WORK TO COMPLETE: From top to bottom, return the records that follow exactly.

TASK MATERIAL:
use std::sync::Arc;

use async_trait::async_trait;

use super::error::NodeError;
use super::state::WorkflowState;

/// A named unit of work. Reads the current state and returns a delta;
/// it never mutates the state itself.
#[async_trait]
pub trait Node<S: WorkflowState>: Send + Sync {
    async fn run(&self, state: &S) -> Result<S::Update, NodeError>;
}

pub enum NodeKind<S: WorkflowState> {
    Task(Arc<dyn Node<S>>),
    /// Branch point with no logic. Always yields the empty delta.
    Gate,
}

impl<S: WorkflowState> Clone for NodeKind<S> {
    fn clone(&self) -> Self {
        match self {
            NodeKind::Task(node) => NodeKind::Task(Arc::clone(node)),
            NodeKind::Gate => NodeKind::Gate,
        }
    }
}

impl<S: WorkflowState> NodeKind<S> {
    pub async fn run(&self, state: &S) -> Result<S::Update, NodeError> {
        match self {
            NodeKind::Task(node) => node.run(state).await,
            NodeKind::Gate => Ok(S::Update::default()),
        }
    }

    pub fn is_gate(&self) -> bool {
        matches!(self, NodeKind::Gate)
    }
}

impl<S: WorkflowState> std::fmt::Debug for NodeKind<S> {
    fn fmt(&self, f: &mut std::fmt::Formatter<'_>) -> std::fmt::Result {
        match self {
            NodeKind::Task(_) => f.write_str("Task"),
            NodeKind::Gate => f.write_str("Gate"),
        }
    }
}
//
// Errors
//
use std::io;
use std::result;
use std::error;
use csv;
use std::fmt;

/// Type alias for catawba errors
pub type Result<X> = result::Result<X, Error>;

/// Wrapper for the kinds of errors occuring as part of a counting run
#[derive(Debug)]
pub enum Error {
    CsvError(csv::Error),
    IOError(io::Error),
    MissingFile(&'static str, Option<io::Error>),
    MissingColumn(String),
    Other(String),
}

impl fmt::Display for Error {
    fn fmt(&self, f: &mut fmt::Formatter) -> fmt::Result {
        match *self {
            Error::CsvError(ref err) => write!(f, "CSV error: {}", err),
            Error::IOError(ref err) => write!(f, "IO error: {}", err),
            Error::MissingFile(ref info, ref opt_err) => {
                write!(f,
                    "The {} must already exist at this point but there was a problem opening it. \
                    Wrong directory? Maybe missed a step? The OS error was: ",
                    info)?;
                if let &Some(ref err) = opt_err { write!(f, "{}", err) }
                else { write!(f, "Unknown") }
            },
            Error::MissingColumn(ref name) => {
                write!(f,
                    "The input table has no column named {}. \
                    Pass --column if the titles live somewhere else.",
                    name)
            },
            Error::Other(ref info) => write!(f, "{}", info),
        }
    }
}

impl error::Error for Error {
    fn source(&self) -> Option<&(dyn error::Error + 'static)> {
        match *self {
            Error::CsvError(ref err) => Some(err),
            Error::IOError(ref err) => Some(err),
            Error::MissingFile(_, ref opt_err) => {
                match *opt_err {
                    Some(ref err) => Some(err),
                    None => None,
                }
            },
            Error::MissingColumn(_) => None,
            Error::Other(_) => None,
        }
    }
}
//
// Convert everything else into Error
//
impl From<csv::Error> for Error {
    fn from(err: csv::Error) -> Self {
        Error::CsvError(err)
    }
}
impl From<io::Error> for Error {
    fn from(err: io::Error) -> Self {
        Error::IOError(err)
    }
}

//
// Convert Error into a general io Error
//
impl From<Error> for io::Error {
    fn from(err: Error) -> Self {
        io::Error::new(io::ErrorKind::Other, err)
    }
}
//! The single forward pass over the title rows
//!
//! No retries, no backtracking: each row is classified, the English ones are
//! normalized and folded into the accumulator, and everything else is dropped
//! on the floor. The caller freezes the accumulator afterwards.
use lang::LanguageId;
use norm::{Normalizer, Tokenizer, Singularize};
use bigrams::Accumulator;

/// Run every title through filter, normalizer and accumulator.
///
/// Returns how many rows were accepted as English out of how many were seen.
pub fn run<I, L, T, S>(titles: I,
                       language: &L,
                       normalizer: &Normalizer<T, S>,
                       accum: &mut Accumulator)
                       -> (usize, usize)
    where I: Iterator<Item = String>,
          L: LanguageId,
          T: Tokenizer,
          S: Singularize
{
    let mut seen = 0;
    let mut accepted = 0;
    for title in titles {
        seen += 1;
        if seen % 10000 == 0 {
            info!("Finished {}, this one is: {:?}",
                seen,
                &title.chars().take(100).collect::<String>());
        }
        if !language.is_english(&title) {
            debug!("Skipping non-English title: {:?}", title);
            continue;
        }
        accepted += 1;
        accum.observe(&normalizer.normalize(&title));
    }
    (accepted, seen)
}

RESULT OF THIS EXERCISE:
use std::sync::Arc;

use async_trait::async_trait;

use super::error::NodeError;
use super::state::WorkflowState;

/// A named unit of work. Reads the current state and returns a delta;
/// it never mutates the state itself.
#[async_trait]
pub trait Node<S: WorkflowState>: Send + Sync {
    async fn run(&self, state: &S) -> Result<S::Update, NodeError>;
}

pub enum NodeKind<S: WorkflowState> {
    Task(Arc<dyn Node<S>>),
    /// Branch point with no logic. Always yields the empty delta.
    Gate,
}

impl<S: WorkflowState> Clone for NodeKind<S> {
    fn clone(&self) -> Self {
        match self {
            NodeKind::Task(node) => NodeKind::Task(Arc::clone(node)),
            NodeKind::Gate => NodeKind::Gate,
        }
    }
}

impl<S: WorkflowState> NodeKind<S> {
    pub async fn run(&self, state: &S) -> Result<S::Update, NodeError> {
        match self {
            NodeKind::Task(node) => node.run(state).await,
            NodeKind::Gate => Ok(S::Update::default()),
        }
    }

    pub fn is_gate(&self) -> bool {
        matches!(self, NodeKind::Gate)
    }
}

impl<S: WorkflowState> std::fmt::Debug for NodeKind<S> {
    fn fmt(&self, f: &mut std::fmt::Formatter<'_>) -> std::fmt::Result {
        match self {
            NodeKind::Task(_) => f.write_str("Task"),
            NodeKind::Gate => f.write_str("Gate"),
        }
    }
}
//
// Errors
//
use std::io;
use std::result;
use std::error;
use csv;
use std::fmt;

/// Type alias for catawba errors
pub type Result<X> = result::Result<X, Error>;

/// Wrapper for the kinds of errors occuring as part of a counting run
#[derive(Debug)]
pub enum Error {
    CsvError(csv::Error),
    IOError(io::Error),
    MissingFile(&'static str, Option<io::Error>),
    MissingColumn(String),
    Other(String),
}

impl fmt::Display for Error {
    fn fmt(&self, f: &mut fmt::Formatter) -> fmt::Result {
        match *self {
            Error::CsvError(ref err) => write!(f, "CSV error: {}", err),
            Error::IOError(ref err) => write!(f, "IO error: {}", err),
            Error::MissingFile(ref info, ref opt_err) => {
                write!(f,
                    "The {} must already exist at this point but there was a problem opening it. \
                    Wrong directory? Maybe missed a step? The OS error was: ",
                    info)?;
                if let &Some(ref err) = opt_err { write!(f, "{}", err) }
                else { write!(f, "Unknown") }
            },
            Error::MissingColumn(ref name) => {
                write!(f,
                    "The input table has no column named {}. \
                    Pass --column if the titles live somewhere else.",
                    name)
            },
            Error::Other(ref info) => write!(f, "{}", info),
        }
    }
}

impl error::Error for Error {
    fn source(&self) -> Option<&(dyn error::Error + 'static)> {
        match *self {
            Error::CsvError(ref err) => Some(err),
            Error::IOError(ref err) => Some(err),
            Error::MissingFile(_, ref opt_err) => {
                match *opt_err {
                    Some(ref err) => Some(err),
                    None => None,
                }
            },
            Error::MissingColumn(_) => None,
            Error::Other(_) => None,
        }
    }
}
//
// Convert everything else into Error
//
impl From<csv::Error> for Error {
    fn from(err: csv::Error) -> Self {
        Error::CsvError(err)
    }
}
impl From<io::Error> for Error {
    fn from(err: io::Error) -> Self {
        Error::IOError(err)
    }
}

//
// Convert Error into a general io Error
//
impl From<Error> for io::Error {
    fn from(err: Error) -> Self {
        io::Error::new(io::ErrorKind::Other, err)
    }
}
//! The single forward pass over the title rows
//!
//! No retries, no backtracking: each row is classified, the English ones are
//! normalized and folded into the accumulator, and everything else is dropped
//! on the floor. The caller freezes the accumulator afterwards.
use lang::LanguageId;
use norm::{Normalizer, Tokenizer, Singularize};
use bigrams::Accumulator;

/// Run every title through filter, normalizer and accumulator.
///
/// Returns how many rows were accepted as English out of how many were seen.
pub fn run<I, L, T, S>(titles: I,
                       language: &L,
                       normalizer: &Normalizer<T, S>,
                       accum: &mut Accumulator)
                       -> (usize, usize)
    where I: Iterator<Item = String>,
          L: LanguageId,
          T: Tokenizer,
          S: Singularize
{
    let mut seen = 0;
    let mut accepted = 0;
    for title in titles {
        seen += 1;
        if seen % 10000 == 0 {
            info!("Finished {}, this one is: {:?}",
                seen,
                &title.chars().take(100).collect::<String>());
        }
        if !language.is_english(&title) {
            debug!("Skipping non-English title: {:?}", title);
            continue;
        }
        accepted += 1;
        accum.observe(&normalizer.normalize(&title));
    }
    (accepted, seen)
}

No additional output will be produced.